====== Records shown ======

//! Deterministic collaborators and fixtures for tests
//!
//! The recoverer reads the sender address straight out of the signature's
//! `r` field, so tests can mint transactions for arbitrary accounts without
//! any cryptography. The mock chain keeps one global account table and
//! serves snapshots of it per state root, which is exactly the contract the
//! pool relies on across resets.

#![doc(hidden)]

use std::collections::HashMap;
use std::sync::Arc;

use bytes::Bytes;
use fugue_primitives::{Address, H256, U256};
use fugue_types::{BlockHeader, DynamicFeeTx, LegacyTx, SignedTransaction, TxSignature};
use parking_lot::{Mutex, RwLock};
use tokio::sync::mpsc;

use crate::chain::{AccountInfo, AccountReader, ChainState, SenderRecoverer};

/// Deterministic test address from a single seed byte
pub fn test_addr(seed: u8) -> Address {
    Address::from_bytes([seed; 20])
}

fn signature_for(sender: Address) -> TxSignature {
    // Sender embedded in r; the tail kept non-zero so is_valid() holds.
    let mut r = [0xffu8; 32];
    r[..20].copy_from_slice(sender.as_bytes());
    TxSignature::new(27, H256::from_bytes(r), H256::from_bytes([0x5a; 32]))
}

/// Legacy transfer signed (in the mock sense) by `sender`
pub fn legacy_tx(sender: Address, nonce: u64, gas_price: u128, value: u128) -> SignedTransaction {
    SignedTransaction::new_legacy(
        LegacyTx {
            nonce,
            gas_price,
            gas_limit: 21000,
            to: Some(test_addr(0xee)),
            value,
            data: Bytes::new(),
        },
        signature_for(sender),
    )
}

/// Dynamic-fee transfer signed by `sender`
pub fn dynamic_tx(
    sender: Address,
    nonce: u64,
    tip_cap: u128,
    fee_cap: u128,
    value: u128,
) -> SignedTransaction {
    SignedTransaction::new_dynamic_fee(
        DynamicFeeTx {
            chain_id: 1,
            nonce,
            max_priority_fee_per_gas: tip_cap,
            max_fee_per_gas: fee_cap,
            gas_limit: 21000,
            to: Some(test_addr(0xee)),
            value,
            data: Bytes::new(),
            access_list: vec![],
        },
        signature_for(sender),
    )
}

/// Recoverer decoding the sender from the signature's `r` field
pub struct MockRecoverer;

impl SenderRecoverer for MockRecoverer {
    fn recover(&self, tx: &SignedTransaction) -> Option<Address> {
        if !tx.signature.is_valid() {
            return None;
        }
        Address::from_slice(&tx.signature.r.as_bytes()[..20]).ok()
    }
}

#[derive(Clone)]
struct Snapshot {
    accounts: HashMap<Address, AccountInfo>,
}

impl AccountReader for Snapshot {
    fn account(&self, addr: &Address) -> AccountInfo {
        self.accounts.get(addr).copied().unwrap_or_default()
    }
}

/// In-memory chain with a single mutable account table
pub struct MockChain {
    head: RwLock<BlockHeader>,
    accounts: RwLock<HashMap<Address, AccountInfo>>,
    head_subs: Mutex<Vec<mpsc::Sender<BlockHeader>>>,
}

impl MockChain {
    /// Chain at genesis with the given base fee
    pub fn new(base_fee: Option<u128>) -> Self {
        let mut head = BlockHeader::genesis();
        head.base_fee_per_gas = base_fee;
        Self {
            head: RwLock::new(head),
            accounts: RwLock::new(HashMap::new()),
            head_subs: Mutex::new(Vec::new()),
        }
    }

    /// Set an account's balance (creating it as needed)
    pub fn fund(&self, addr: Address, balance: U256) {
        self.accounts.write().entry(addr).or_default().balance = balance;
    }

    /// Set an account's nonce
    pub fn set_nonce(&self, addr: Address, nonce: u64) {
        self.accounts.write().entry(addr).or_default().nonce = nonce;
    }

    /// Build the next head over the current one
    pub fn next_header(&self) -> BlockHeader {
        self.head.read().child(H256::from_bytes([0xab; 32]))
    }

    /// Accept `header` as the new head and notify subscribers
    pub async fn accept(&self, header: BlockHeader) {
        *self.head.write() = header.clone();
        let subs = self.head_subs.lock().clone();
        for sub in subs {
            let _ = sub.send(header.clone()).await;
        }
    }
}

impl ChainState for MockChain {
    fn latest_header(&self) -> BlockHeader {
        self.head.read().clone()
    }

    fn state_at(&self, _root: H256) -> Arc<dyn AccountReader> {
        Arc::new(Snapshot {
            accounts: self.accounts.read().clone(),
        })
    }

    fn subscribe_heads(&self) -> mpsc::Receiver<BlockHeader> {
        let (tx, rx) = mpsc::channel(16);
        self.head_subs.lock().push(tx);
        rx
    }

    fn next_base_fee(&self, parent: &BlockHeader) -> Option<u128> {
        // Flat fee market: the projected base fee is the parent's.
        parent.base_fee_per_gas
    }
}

======

• [Work request]: Check each line above for the word "MockRecoverer", then give only the number of lines that have it.

• [Solution to the exercise]: 2